Living With Your Diagnosis
There are three subtypes of von Willebrand disease. Patients with Type I have a mild deficiency and may have excessive bleeding during operations, dental extractions, or trauma. Type II is characterized by production of von Willebrand factor with abnormal function. Most of those patients have mild manifestations. Only patients with Type III, which is very rare, have virtually no von Willebrand factor. They may have spontaneous bleeding from the gums, mouth, nose, and even into muscles or joints. Once the diagnosis of von Willebrand disease is made, appropriate treatment and precautions usually prevent excessive bleeding. For patients with mild or moderate disease, there is no limitation on regular exercise.

Treatment
Most patients with Type I and Type II disease do not need treatment. However, in the setting of an elective surgical procedure or serious trauma, treatment is indicated. Patients with Type III von Willebrand disease need routine supplementation. Desmopressin (DDAVP) is a synthetic hormone that
stimulates release of von Willebrand factor from the “storage cells” into the blood stream. It is essential to repeat special blood tests after DDAVP therapy to demonstrate efficacy for every patient. Response to DDAVP can vary. DDAVP most frequently is administered through intravenous infusion in a hospital or surgical center. It is also available as a nasal spray (Stimate). Stimate can be used at home for on-demand control of minor bleeding and prophylactically before activities that are likely to produce bleeding or minor surgical procedures. DDAVP can not be used more frequently than once every 48 hours. For patients who do not respond well to DDAVP, replacement with von Willebrand factor from human plasma is indicated. Cryoprecipitate or special factor concentrates (intermediate purity virus inactivated factor VIII) are used for this purpose. Other medications used to stop bleeding, such as aminocaproic acid (e.g., Amicar) and tranexamic acid (Cyklokapron), are important during surgical procedures on the oral cavity or gastrointestinal tract. Patients receiving DDAVP need to be monitored for blood pressure elevations. Some patients experience headaches, nasal congestion, and nausea. Transfusion of cryoprecipitate or factor VIII concentrates carries the risks of use of any blood product. The risks are infection, especially viral infections, and allergic reactions. Virus inactivated products are protected from most viral agents.
The DOs
• Have DDAVP treatment prescribed and monitored by a physician.

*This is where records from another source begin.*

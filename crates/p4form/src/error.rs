use thiserror::Error;

pub type Result<T> = std::result::Result<T, FormError>;

/// Errors reported by the structured (`Result`-returning) entry points.
///
/// The boolean `parse` methods never produce these; they signal failure by
/// returning `false` and leave the decision to the caller.
#[derive(Debug, Clone, PartialEq, Eq, Error)]
pub enum FormError {
    #[error("no field headers found in form text")]
    NoFields,

    #[error("view line must have exactly two paths, found {tokens}: {line:?}")]
    MalformedViewLine { line: String, tokens: usize },

    #[error("unterminated quote in line: {0:?}")]
    UnterminatedQuote(String),

    #[error("malformed {kind} entry: {line:?}")]
    MalformedEntry { kind: &'static str, line: String },

    #[error("invalid field definition: {0:?}")]
    InvalidFieldDefinition(String),
}
use crate::cmd_json::to_json;
use crate::input::read_input;
use crate::kind::FormKind;
use anyhow::{Context, Result, bail};
use p4form::v1::ViewMap;
use std::path::PathBuf;

pub fn run(input: Option<PathBuf>, field: &str, pretty: bool) -> Result<()> {
    let content = read_input(input.as_ref())?;
    let view = extract_view(&content, field)?;
    println!("{}", to_json(&view, pretty)?);
    Ok(())
}

/// Parse `field` of any form as a view map.
fn extract_view(content: &str, field: &str) -> Result<ViewMap> {
    let record = FormKind::Generic.parse(content)?;
    let Some(value) = record.value(field) else {
        bail!("Form has no {} field", field);
    };
    ViewMap::from_lines(value.lines()).with_context(|| format!("Invalid mapping in {}", field))
}

#[cfg(test)]
mod tests {
    use super::*;
    use p4form::v1::MapType;

    const CLIENT: &str = "Client:\tws\n\nRoot:\t/home/alex/ws\n\nView:\n\t//depot/main/... //ws/...\n\t-//depot/main/tmp/... //ws/tmp/...\n\t+//depot/extra/... //ws/...\n";

    #[test]
    fn test_extract_default_view() {
        let view = extract_view(CLIENT, "View").unwrap();
        assert_eq!(view.len(), 3);
        assert_eq!(view[0].map_type, MapType::Include);
        assert_eq!(view[1].map_type, MapType::Exclude);
        assert_eq!(view[1].left, "//depot/main/tmp/...");
        assert_eq!(view[2].map_type, MapType::Overlay);
    }

    #[test]
    fn test_extract_other_field() {
        let view = extract_view("Stream:\t//s/main\n\nRemapped:\n\ta/... b/...\n", "Remapped").unwrap();
        assert_eq!(view.len(), 1);
        assert_eq!(view[0].right, "b/...");
    }

    #[test]
    fn test_missing_field_fails() {
        let err = extract_view(CLIENT, "Mapping").unwrap_err();
        assert!(err.to_string().contains("Mapping"));
    }

    #[test]
    fn test_malformed_line_fails() {
        assert!(extract_view("View:\n\t//only/one/side\n", "View").is_err());
    }

    #[test]
    fn test_view_json_shape() {
        let view = extract_view("View:\n\t-//a/... //b/...\n", "View").unwrap();
        assert_eq!(
            to_json(&view, false).unwrap(),
            r#"[{"type":"exclude","left":"//a/...","right":"//b/..."}]"#
        );
    }
}
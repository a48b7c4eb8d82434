pub mod enum_types;
pub mod idempotency;
pub mod order;
pub mod rate_counter;
pub mod webhook_log;
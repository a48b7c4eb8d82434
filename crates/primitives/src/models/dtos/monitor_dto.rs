use crate::models::entities::enum_types::WebhookOutcome;
use crate::models::entities::webhook_log::WebhookLogEntry;
use chrono::{DateTime, Utc};
use serde::{Deserialize, Serialize};
use utoipa::{IntoParams, ToSchema};

#[derive(Debug, Clone, Default, Deserialize, IntoParams)]
pub struct WebhookLogQuery {
    pub outcome: Option<WebhookOutcome>,
    pub from: Option<DateTime<Utc>>,
    pub to: Option<DateTime<Utc>>,
    pub page: Option<i64>,
    pub size: Option<i64>,
}

#[derive(Debug, Serialize, ToSchema)]
pub struct WebhookLogPage {
    pub entries: Vec<WebhookLogEntry>,
    pub page: i64,
    pub size: i64,
}

#[derive(Debug, Serialize, ToSchema)]
pub struct OutcomeCount {
    pub outcome: WebhookOutcome,
    pub count: i64,
}

#[derive(Debug, Serialize, ToSchema)]
pub struct WebhookStats {
    pub since: DateTime<Utc>,
    pub counts: Vec<OutcomeCount>,
}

• Use Stimate nasal spray according to the instructions. Keep Stimate away from children. A physician monitors the infusion of plasma concentrates in the hospital.
• Be vaccinated for hepatitis A and B virus before transfusions.

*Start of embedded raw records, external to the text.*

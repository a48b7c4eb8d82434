use crate::config::swagger_config::ApiDoc;
use crate::handlers::{
    gateway_webhook::gateway_webhook, list_webhook_logs::list_webhook_logs,
    reprocess_webhook::reprocess_webhook, webhook_health::webhook_health,
    webhook_log_detail::webhook_log_detail, webhook_stats::webhook_stats,
};
use axum::routing::{get, post};
use axum::{middleware, Router};
use payhook_core::security::SecurityConfig;
use payhook_core::AppState;
use std::sync::Arc;
use tower::ServiceBuilder;
use tower_http::request_id::{MakeRequestUuid, SetRequestIdLayer};
use tower_http::trace::TraceLayer;
use utoipa::OpenApi;
use utoipa_swagger_ui::SwaggerUi;

pub fn create_router(state: Arc<AppState>) -> Router {
    // gateway-facing routes (no authentication; the pipeline does its own
    // source and signature checks)
    let public_router = create_public_routers();

    // operator monitoring routes (require a bearer token)
    let operator_router = create_operator_routers(&state);

    Router::new()
        .merge(public_router)
        .merge(operator_router)
        .layer(axum::extract::DefaultBodyLimit::max(2 * 1024 * 1024)) // 2MB limit
        .layer(
            ServiceBuilder::new()
                .layer(SetRequestIdLayer::x_request_id(MakeRequestUuid))
                .layer(TraceLayer::new_for_http()),
        )
        .with_state(state)
}

fn create_public_routers() -> Router<Arc<AppState>> {
    Router::new()
        .merge(SwaggerUi::new("/swagger-ui").url("/api-docs/openapi.json", ApiDoc::openapi()))
        .route("/webhook", post(gateway_webhook).get(webhook_health))
}

fn create_operator_routers(state: &Arc<AppState>) -> Router<Arc<AppState>> {
    Router::new()
        .route("/api/monitor/webhooks", get(list_webhook_logs))
        .route("/api/monitor/webhooks/stats", get(webhook_stats))
        .route("/api/monitor/webhooks/{id}", get(webhook_log_detail))
        .route(
            "/api/monitor/webhooks/{id}/reprocess",
            post(reprocess_webhook),
        )
        .layer(middleware::from_fn_with_state(
            state.clone(),
            SecurityConfig::auth_middleware,
        ))
}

• Use medical alert identification.
The DONT’s
• Do not use Stimate more frequently than indicated.
• Avoid using anti-inflammatory medications, such as aspirin or ibuprofen (eg, Motrin), without consulting a physician. They can worsen bleeding.
• Avoid interactive sports and games, which can lead to trauma.
When to Call Your Doctor
• If you are going to undergo any operation or dental procedure or participate in a sporting event that can lead to bleeding. Report immediately
any bleeding that cannot be controlled with your regular medication.